The United States Department of Justice (DOJ) recently announced a settlement between the feds and a neurosurgeon. The neurosurgeon owned two medical device distributorships and was accused of the following:
- The feds state the accused used illegal kickbacks to incentivize medical professionals to use his devices. These kickbacks included lavish meals and alcohol at a restaurant owned by the neurosurgeon’s wife.
- Profit from sales. The government also claims the neurosurgeon also profited from using the medical devices during medical procedures he completed on his own patients.
- False claims. According to the feds, the neurosurgeon also filed claims for medically unnecessary procedures.
As part of the settlement, the neurosurgeon and the businesses are excluded from participation in federal healthcare programs for the next six years.
The case is yet another example of the feds crackdown on allegations of violations of the Anti-Kickback Statute (AKS). But it also raises an important question: can doctors have connections to medical device companies? Afterall, physicians likely have the experience and knowledge needed to design, adjust, and implement a more beneficial device for patients, don’t they?

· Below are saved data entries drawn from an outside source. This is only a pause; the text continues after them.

//! The traversal contract every backend implements.
//!
//! Each entity accepts a [`Visitor`] and calls the one `visit_*` method
//! matching its own type. A backend decides the traversal order itself but
//! must reach every map, then every state (the default state's transitions
//! may come first), then every transition, every guard in declaration order
//! and every action in declaration order.
//!
//! Ancestors of the node being visited travel in a [`Cursor`] handed down
//! the traversal, so entities never need links to their owners and
//! visitors never need to stash per-pass bookkeeping on themselves.

use crate::error::CodegenError;
use crate::model::{Action, Fsm, Guard, Map, Parameter, State, Transition};

/// Any node of the tree.
#[derive(Debug, Clone, Copy)]
pub enum Node<'a> {
    Fsm(&'a Fsm),
    Map(&'a Map),
    State(&'a State),
    Transition(&'a Transition),
    Guard(&'a Guard),
    Action(&'a Action),
    Parameter(&'a Parameter),
}

impl<'a> Node<'a> {
    /// Calls the visitor method matching this node's type.
    pub fn accept<V: Visitor<'a> + ?Sized>(
        self,
        cursor: Cursor<'a>,
        visitor: &mut V,
    ) -> Result<V::Output, V::Error> {
        match self {
            Node::Fsm(fsm) => visitor.visit_fsm(cursor, fsm),
            Node::Map(map) => visitor.visit_map(cursor, map),
            Node::State(state) => visitor.visit_state(cursor, state),
            Node::Transition(transition) => visitor.visit_transition(cursor, transition),
            Node::Guard(guard) => visitor.visit_guard(cursor, guard),
            Node::Action(action) => visitor.visit_action(cursor, action),
            Node::Parameter(parameter) => visitor.visit_parameter(cursor, parameter),
        }
    }

    pub fn kind(self) -> &'static str {
        match self {
            Node::Fsm(_) => "fsm",
            Node::Map(_) => "map",
            Node::State(_) => "state",
            Node::Transition(_) => "transition",
            Node::Guard(_) => "guard",
            Node::Action(_) => "action",
            Node::Parameter(_) => "parameter",
        }
    }
}

/// One method per entity type.
pub trait Visitor<'a> {
    type Output;
    type Error;

    fn visit_fsm(&mut self, cursor: Cursor<'a>, fsm: &'a Fsm) -> Result<Self::Output, Self::Error>;

    fn visit_map(&mut self, cursor: Cursor<'a>, map: &'a Map) -> Result<Self::Output, Self::Error>;

    fn visit_state(
        &mut self,
        cursor: Cursor<'a>,
        state: &'a State,
    ) -> Result<Self::Output, Self::Error>;

    fn visit_transition(
        &mut self,
        cursor: Cursor<'a>,
        transition: &'a Transition,
    ) -> Result<Self::Output, Self::Error>;

    fn visit_guard(
        &mut self,
        cursor: Cursor<'a>,
        guard: &'a Guard,
    ) -> Result<Self::Output, Self::Error>;

    fn visit_action(
        &mut self,
        cursor: Cursor<'a>,
        action: &'a Action,
    ) -> Result<Self::Output, Self::Error>;

    fn visit_parameter(
        &mut self,
        cursor: Cursor<'a>,
        parameter: &'a Parameter,
    ) -> Result<Self::Output, Self::Error>;
}

/// Implemented by every entity: hands itself to the matching visitor
/// method and does nothing else.
pub trait Visitable<'a> {
    fn accept<V: Visitor<'a> + ?Sized>(
        &'a self,
        cursor: Cursor<'a>,
        visitor: &mut V,
    ) -> Result<V::Output, V::Error>;
}

macro_rules! visitable {
    ($($ty:ident => $variant:ident),* $(,)?) => {
        $(
            impl<'a> Visitable<'a> for $ty {
                fn accept<V: Visitor<'a> + ?Sized>(
                    &'a self,
                    cursor: Cursor<'a>,
                    visitor: &mut V,
                ) -> Result<V::Output, V::Error> {
                    Node::$variant(self).accept(cursor, visitor)
                }
            }

            impl<'a> From<&'a $ty> for Node<'a> {
                fn from(node: &'a $ty) -> Self {
                    Node::$variant(node)
                }
            }
        )*
    };
}

visitable! {
    Fsm => Fsm,
    Map => Map,
    State => State,
    Transition => Transition,
    Guard => Guard,
    Action => Action,
    Parameter => Parameter,
}

/// Position of a guard within its transition's chain.
#[derive(Debug, Clone, Copy, PartialEq, Eq)]
pub struct GuardPosition {
    pub index: usize,
    pub count: usize,
}

impl GuardPosition {
    pub fn is_first(self) -> bool {
        self.index == 0
    }

    pub fn is_last(self) -> bool {
        self.index + 1 == self.count
    }

    /// True when the transition has more than one guard, so each guard is
    /// one arm of an if / else-if / else chain.
    pub fn is_chained(self) -> bool {
        self.count > 1
    }
}

/// Ancestors of the node currently being visited.
#[derive(Debug, Clone, Copy)]
pub struct Cursor<'a> {
    fsm: &'a Fsm,
    map: Option<&'a Map>,
    state: Option<&'a State>,
    transition: Option<&'a Transition>,
    guard: Option<GuardPosition>,
}

impl<'a> Cursor<'a> {
    pub fn root(fsm: &'a Fsm) -> Self {
        Self {
            fsm,
            map: None,
            state: None,
            transition: None,
            guard: None,
        }
    }

    #[must_use]
    pub fn enter_map(self, map: &'a Map) -> Self {
        Self {
            map: Some(map),
            state: None,
            transition: None,
            guard: None,
            ..self
        }
    }

    #[must_use]
    pub fn enter_state(self, state: &'a State) -> Self {
        Self {
            state: Some(state),
            transition: None,
            guard: None,
            ..self
        }
    }

    #[must_use]
    pub fn enter_transition(self, transition: &'a Transition) -> Self {
        Self {
            transition: Some(transition),
            guard: None,
            ..self
        }
    }

    /// Cursor for the guard at `index` of the current transition.
    #[must_use]
    pub fn enter_guard(self, index: usize) -> Self {
        let count = self.transition.map_or(0, |t| t.guards().len());
        Self {
            guard: Some(GuardPosition { index, count }),
            ..self
        }
    }

    pub fn fsm(self) -> &'a Fsm {
        self.fsm
    }

    pub fn map(self) -> Result<&'a Map, CodegenError> {
        self.map.ok_or_else(|| outside("map"))
    }

    pub fn state(self) -> Result<&'a State, CodegenError> {
        self.state.ok_or_else(|| outside("state"))
    }

    pub fn transition(self) -> Result<&'a Transition, CodegenError> {
        self.transition.ok_or_else(|| outside("transition"))
    }

    pub fn guard(self) -> Result<GuardPosition, CodegenError> {
        self.guard.ok_or_else(|| outside("guard"))
    }

    /// True when inside a state (entry/exit or transition actions) rather
    /// than at the top of a traversal.
    pub fn in_state(self) -> bool {
        self.state.is_some()
    }

    /// Guards of the current transition paired with their cursors, in
    /// declaration order.
    pub fn guards(self) -> Result<impl Iterator<Item = (Cursor<'a>, &'a Guard)>, CodegenError> {
        let transition = self.transition()?;
        Ok(transition
            .guards()
            .iter()
            .enumerate()
            .map(move |(index, guard)| (self.enter_guard(index), guard)))
    }
}

fn outside(scope: &str) -> CodegenError {
    CodegenError::Internal(format!("node visited outside of any {scope}"))
}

The answer is a complex one. The government wants physicians to make medical treatment decisions based on patient health, not financial gain. As a result, having an interest in a medical device company can run afoul of many federal and state laws and regulations. Those who are considering this type of arrangement are wise to tread carefully. Review the proposed arrangement and address any potential risks before moving forward with the arrangement. If already in an arrangement, consider an audit to check for compliance.